Build and maintain the shared data access library and SDKs that Platform, Packaging, and Dataset API teams use to read from and write to multiple data sources (Snowflake, S3, RDS). Design interfaces that abstract source-level complexity while providing built-in auth, RBAC enforcement, pagination, and query governance.
Design and implement event-driven data flows using event brokers, CDC connectors, schema registry, event routing, dead letter queues. Make sure events flow reliably and failures are visible and recoverable.
Build the systems that track how data moves through the platform (lineage), enforce who can access what (governance and RBAC), and log what happened (auditing). This includes PII handling, retention policy enforcement, and audit infrastructure for enterprise and federal compliance.
Instrument the data platform with OpenTelemetry, define and monitor SLOs for query latency and pipeline success rates, and build alerting that catches issues before they become incidents. You will be on-call for the systems you build.
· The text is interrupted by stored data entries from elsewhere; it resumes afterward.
//! Session state and lifecycle.
//!
//! A [`Session`] is a cheap, cloneable handle. Clones share one state:
//! the caller keeps one, the background stream thread keeps one, and
//! every callback receives one, so any of them can read the latest
//! frame or call [`Session::stop`].
//!
//! ```text
//!  new ──► run()/spawn() ──► push + launch ──► bootstrap ──► Init callbacks
//!                                                               │
//!            stop() ──► alive = false ──► close channels        ▼
//!                              ▲                          stream loop
//!                              └──── loop observes flag ◄─────┘
//! ```

use std::sync::atomic::{AtomicBool, AtomicU64, Ordering};
use std::sync::{Arc, Mutex, MutexGuard, OnceLock, PoisonError, RwLock};
use std::thread::{self, JoinHandle};

use tracing::{debug, info, warn};

use crate::channel::Channel;
use crate::config::{REMOTE_SERVER_DIR, SessionConfig};
use crate::control::ControlSender;
use crate::decoder::FrameDecoder;
use crate::engine;
use crate::error::{CallbackResult, MirrorError};
use crate::events::{EventKind, EventRegistry, ListenerId};
use crate::frame::{FrameBuffer, Resolution};
use crate::handshake;
use crate::transport::{DeviceTransport, RemoteProcess};

/// Name of the background stream thread.
pub const STREAM_THREAD_NAME: &str = "mirra-stream";

fn lock<T: ?Sized>(mutex: &Mutex<T>) -> MutexGuard<'_, T> {
    mutex.lock().unwrap_or_else(PoisonError::into_inner)
}

fn close_quietly(what: &str, result: Result<(), MirrorError>) {
    if let Err(e) = result {
        warn!("closing {what}: {e}");
    }
}

// ── Snapshot ─────────────────────────────────────────────────────

/// The latest frame together with the resolution it was decoded at.
///
/// Published as a whole on every decoded frame; readers never see a
/// resolution from one frame paired with pixels from another.
#[derive(Debug, Clone, Default)]
pub struct StreamSnapshot {
    pub resolution: Option<Resolution>,
    pub last_frame: Option<FrameBuffer>,
}

// ── StreamStats ──────────────────────────────────────────────────

/// Counters maintained by the stream loop.
#[derive(Debug, Clone, Copy, Default, PartialEq, Eq)]
pub struct StreamStats {
    /// Bytes read from the video channel.
    pub bytes_received: u64,
    /// Frames produced by the decoder.
    pub frames_decoded: u64,
    /// Frames reported as changed.
    pub changes: u64,
    /// Idle ticks delivered to frame callbacks without a frame.
    pub empty_ticks: u64,
}

#[derive(Debug, Default)]
pub(crate) struct StatsCounters {
    bytes_received: AtomicU64,
    frames_decoded: AtomicU64,
    changes: AtomicU64,
    empty_ticks: AtomicU64,
}

impl StatsCounters {
    pub(crate) fn add_bytes(&self, n: usize) {
        self.bytes_received.fetch_add(n as u64, Ordering::Relaxed);
    }

    pub(crate) fn add_frame(&self) {
        self.frames_decoded.fetch_add(1, Ordering::Relaxed);
    }

    pub(crate) fn add_change(&self) {
        self.changes.fetch_add(1, Ordering::Relaxed);
    }

    pub(crate) fn add_empty_tick(&self) {
        self.empty_ticks.fetch_add(1, Ordering::Relaxed);
    }

    fn load(&self) -> StreamStats {
        StreamStats {
            bytes_received: self.bytes_received.load(Ordering::Relaxed),
            frames_decoded: self.frames_decoded.load(Ordering::Relaxed),
            changes: self.changes.load(Ordering::Relaxed),
            empty_ticks: self.empty_ticks.load(Ordering::Relaxed),
        }
    }
}

// ── Session ──────────────────────────────────────────────────────

struct Shared {
    config: SessionConfig,
    transport: Box<dyn DeviceTransport>,
    decoder: Mutex<Option<Box<dyn FrameDecoder>>>,
    events: EventRegistry<Session>,

    started: AtomicBool,
    stopped: AtomicBool,
    alive: AtomicBool,
    /// Serializes committing a bootstrap against `stop`.
    lifecycle: Mutex<()>,

    device_name: OnceLock<String>,
    snapshot: RwLock<Arc<StreamSnapshot>>,
    stats: StatsCounters,

    video: Mutex<Option<Arc<dyn Channel>>>,
    control: Mutex<Option<Arc<dyn Channel>>>,
    /// Held for the whole of each control write.
    control_write: Mutex<()>,
    process: Mutex<Option<Box<dyn RemoteProcess>>>,
}

/// A mirroring session with one remote server.
///
/// Sessions start inert. [`run`](Self::run) or [`spawn`](Self::spawn)
/// starts one exactly once; [`stop`](Self::stop) ends it for good.
#[derive(Clone)]
pub struct Session {
    inner: Arc<Shared>,
}

impl Session {
    /// Create an inert session.
    pub fn new<T, D>(transport: T, decoder: D, config: SessionConfig) -> Self
    where
        T: DeviceTransport + 'static,
        D: FrameDecoder + 'static,
    {
        Self {
            inner: Arc::new(Shared {
                config,
                transport: Box::new(transport),
                decoder: Mutex::new(Some(Box::new(decoder))),
                events: EventRegistry::new(),
                started: AtomicBool::new(false),
                stopped: AtomicBool::new(false),
                alive: AtomicBool::new(false),
                lifecycle: Mutex::new(()),
                device_name: OnceLock::new(),
                snapshot: RwLock::new(Arc::new(StreamSnapshot::default())),
                stats: StatsCounters::default(),
                video: Mutex::new(None),
                control: Mutex::new(None),
                control_write: Mutex::new(()),
                process: Mutex::new(None),
            }),
        }
    }

    // ── Subscriptions ────────────────────────────────────────────

    /// Run `callback` once the session is connected, before any frame.
    ///
    /// Returns the ids of every init callback, in invocation order.
    pub fn on_init<F>(&self, callback: F) -> Vec<ListenerId>
    where
        F: Fn(&Session) -> CallbackResult + Send + Sync + 'static,
    {
        self.inner.events.subscribe_init(callback)
    }

    /// Run `callback` for every decoded frame, and with `None` on idle
    /// ticks unless frame gating is on.
    pub fn on_frame<F>(&self, callback: F) -> Vec<ListenerId>
    where
        F: Fn(&Session, Option<&FrameBuffer>) -> CallbackResult + Send + Sync + 'static,
    {
        self.inner.events.subscribe_frame(callback)
    }

    /// Run `callback` for every frame the change policy reports as new.
    /// The frame is always `Some`.
    pub fn on_change<F>(&self, callback: F) -> Vec<ListenerId>
    where
        F: Fn(&Session, Option<&FrameBuffer>) -> CallbackResult + Send + Sync + 'static,
    {
        self.inner.events.subscribe_change(callback)
    }

    /// Ids of the callbacks registered for `kind`.
    pub fn listeners(&self, kind: EventKind) -> Vec<ListenerId> {
        self.inner.events.listeners(kind)
    }

    // ── Lifecycle ────────────────────────────────────────────────

    /// Start the session and stream on the calling thread until
    /// [`stop`](Self::stop) is called or the stream fails.
    ///
    /// # Panics
    ///
    /// Panics if the session was started before.
    pub fn run(&self) -> Result<(), MirrorError> {
        let (video, decoder) = self.launch()?;
        self.stream(video, decoder)
    }

    /// Start the session and stream on one background thread.
    ///
    /// Bootstrap and init callbacks still run on the calling thread, so
    /// connection errors are returned here.
    ///
    /// # Panics
    ///
    /// Panics if the session was started before.
    pub fn spawn(&self) -> Result<StreamHandle, MirrorError> {
        let (video, decoder) = self.launch()?;
        let session = self.clone();
        let join = thread::Builder::new()
            .name(STREAM_THREAD_NAME.into())
            .spawn(move || session.stream(video, decoder));
        match join {
            Ok(join) => Ok(StreamHandle {
                session: self.clone(),
                join,
            }),
            Err(e) => {
                self.stop();
                Err(e.into())
            }
        }
    }

    /// Stop streaming and release the channels and remote process.
    ///
    /// Idempotent, callable from any thread (including a callback on the
    /// stream thread), and never waits for the stream loop: the loop sees
    /// the flag on its next iteration and exits quietly.
    pub fn stop(&self) {
        let (control, video, process, was_alive) = {
            let _guard = lock(&self.inner.lifecycle);
            self.inner.stopped.store(true, Ordering::SeqCst);
            let was_alive = self.inner.alive.swap(false, Ordering::SeqCst);
            (
                lock(&self.inner.control).take(),
                lock(&self.inner.video).take(),
                lock(&self.inner.process).take(),
                was_alive,
            )
        };

        if let Some(control) = control {
            close_quietly("control channel", control.shutdown().map_err(MirrorError::from));
        }
        if let Some(video) = video {
            close_quietly("video channel", video.shutdown().map_err(MirrorError::from));
        }
        if let Some(mut process) = process {
            close_quietly("remote process", process.close());
        }

        if was_alive {
            info!("session stopped");
        }
    }

    fn launch(&self) -> Result<(Arc<dyn Channel>, Box<dyn FrameDecoder>), MirrorError> {
        assert!(
            !self.inner.started.swap(true, Ordering::SeqCst),
            "session already started; sessions cannot be restarted"
        );
        if self.inner.stopped.load(Ordering::SeqCst) {
            return Err(MirrorError::Stopped);
        }
        let decoder = lock(&self.inner.decoder)
            .take()
            .ok_or(MirrorError::NotConnected)?;

        let config = &self.inner.config;
        let transport = self.inner.transport.as_ref();

        if let Some(jar) = &config.server.jar {
            transport.push_file(jar, REMOTE_SERVER_DIR)?;
        }
        let mut process = transport.launch_process(&config.server.command_line())?;
        {
            let guard = lock(&self.inner.lifecycle);
            if self.inner.stopped.load(Ordering::SeqCst) {
                drop(guard);
                close_quietly("remote process", process.close());
                return Err(MirrorError::Stopped);
            }
            *lock(&self.inner.process) = Some(process);
        }

        let boot = match handshake::bootstrap(transport, config) {
            Ok(boot) => boot,
            Err(e) => {
                self.stop();
                return Err(e);
            }
        };

        let committed = {
            let _guard = lock(&self.inner.lifecycle);
            let stopped = self.inner.stopped.load(Ordering::SeqCst);
            if !stopped {
                let _ = self.inner.device_name.set(boot.device_name);
                self.publish(StreamSnapshot {
                    resolution: Some(boot.resolution),
                    last_frame: None,
                });
                *lock(&self.inner.video) = Some(Arc::clone(&boot.video));
                *lock(&self.inner.control) = Some(Arc::clone(&boot.control));
                self.inner.alive.store(true, Ordering::SeqCst);
            }
            !stopped
        };
        if !committed {
            close_quietly("control channel", boot.control.shutdown().map_err(MirrorError::from));
            close_quietly("video channel", boot.video.shutdown().map_err(MirrorError::from));
            // `stop` already took and closed the process.
            return Err(MirrorError::Stopped);
        }

        if !self.is_alive() {
            return Err(MirrorError::Stopped);
        }
        if let Err(e) = self.inner.events.dispatch_init(self) {
            self.stop();
            return Err(e);
        }
        Ok((boot.video, decoder))
    }

    /// Run the stream loop; a fatal error releases the session.
    fn stream(
        &self,
        video: Arc<dyn Channel>,
        decoder: Box<dyn FrameDecoder>,
    ) -> Result<(), MirrorError> {
        let result = engine::run_loop(self, video, decoder);
        if let Err(e) = &result {
            warn!("stream loop failed: {e}");
            self.stop();
        } else {
            debug!("stream loop finished");
        }
        result
    }

    // ── State ────────────────────────────────────────────────────

    /// Whether the session is connected and streaming.
    pub fn is_alive(&self) -> bool {
        self.inner.alive.load(Ordering::SeqCst)
    }

    /// Device name announced during the handshake.
    pub fn device_name(&self) -> Option<&str> {
        self.inner.device_name.get().map(String::as_str)
    }

    /// Current resolution: the handshake's, then the latest frame's.
    pub fn resolution(&self) -> Option<Resolution> {
        self.snapshot().resolution
    }

    /// The most recently decoded frame.
    pub fn last_frame(&self) -> Option<FrameBuffer> {
        self.snapshot().last_frame.clone()
    }

    /// A consistent view of the latest frame and resolution.
    pub fn snapshot(&self) -> Arc<StreamSnapshot> {
        self.inner
            .snapshot
            .read()
            .unwrap_or_else(PoisonError::into_inner)
            .clone()
    }

    pub fn stats(&self) -> StreamStats {
        self.inner.stats.load()
    }

    pub fn config(&self) -> &SessionConfig {
        &self.inner.config
    }

    /// A sender for pre-encoded control messages.
    pub fn control(&self) -> ControlSender {
        ControlSender::new(self.clone())
    }

    // ── Crate-internal ───────────────────────────────────────────

    pub(crate) fn events(&self) -> &EventRegistry<Session> {
        &self.inner.events
    }

    pub(crate) fn counters(&self) -> &StatsCounters {
        &self.inner.stats
    }

    /// Swap in the snapshot for a freshly decoded frame.
    pub(crate) fn publish_frame(&self, frame: FrameBuffer) {
        self.publish(StreamSnapshot {
            resolution: Some(frame.resolution()),
            last_frame: Some(frame),
        });
    }

    fn publish(&self, snapshot: StreamSnapshot) {
        *self
            .inner
            .snapshot
            .write()
            .unwrap_or_else(PoisonError::into_inner) = Arc::new(snapshot);
    }

    pub(crate) fn control_channel(&self) -> Option<Arc<dyn Channel>> {
        lock(&self.inner.control).clone()
    }

    pub(crate) fn control_write_lock(&self) -> MutexGuard<'_, ()> {
        lock(&self.inner.control_write)
    }
}

impl std::fmt::Debug for Session {
    fn fmt(&self, f: &mut std::fmt::Formatter<'_>) -> std::fmt::Result {
        f.debug_struct("Session")
            .field("alive", &self.is_alive())
            .field("device_name", &self.device_name())
            .field("resolution", &self.resolution())
            .finish_non_exhaustive()
    }
}

// ── StreamHandle ─────────────────────────────────────────────────

/// Handle to the background stream thread started by [`Session::spawn`].
pub struct StreamHandle {
    session: Session,
    join: JoinHandle<Result<(), MirrorError>>,
}

impl StreamHandle {
    pub fn session(&self) -> &Session {
        &self.session
    }

    /// Whether the stream thread has exited.
    pub fn is_finished(&self) -> bool {
        self.join.is_finished()
    }

    /// Wait for the stream thread and return how the loop ended.
    ///
    /// A panic raised by a callback on the stream thread is resumed here.
    pub fn join(self) -> Result<(), MirrorError> {
        match self.join.join() {
            Ok(result) => result,
            Err(payload) => std::panic::resume_unwind(payload),
        }
    }

    /// Stop the session and wait for the stream thread.
    pub fn stop_and_join(self) -> Result<(), MirrorError> {
        self.session.stop();
        self.join()
    }
}

// ── Tests ────────────────────────────────────────────────────────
Contribute to infrastructure cost visibility and optimization
query cost estimation, workload right-sizing, and routing data to the most cost-effective storage tier for its access pattern.
Requirements
8+ years building platform infrastructure, data infrastructure, data platforms, or backend systems with significant data components. You have built and operated pipelines, data access layers, or ETL/ELT systems in production.
Strong proficiency in Python. Our stack is Python-heavy across Prefect, FastAPI, dbt, and the SDK layer.
Hands-on experience with SQL and at least two of: Snowflake, Redshift, Postgres. You understand the performance characteristics of each and can write queries that don't bring down production.
Experience with AWS — S3, RDS, EKS, EventBridge, IAM. Comfortable working in a Terraform-managed environment
Experience with Kubernetes. Our workloads run on EKS and you will deploy, debug, and scale services on K8s.
Familiarity with data orchestration tools (Prefect, Airflow, or Dagster) and transformation frameworks (dbt).
Understanding of data governance concepts — RBAC, PII handling, audit logging, data lineage.
Fluency with AI-assisted development tools (Claude Code, Cursor, or similar). This is a hard requirement — the team uses these tools daily and we expect engineers to leverage them for code generation, debugging, and investigation.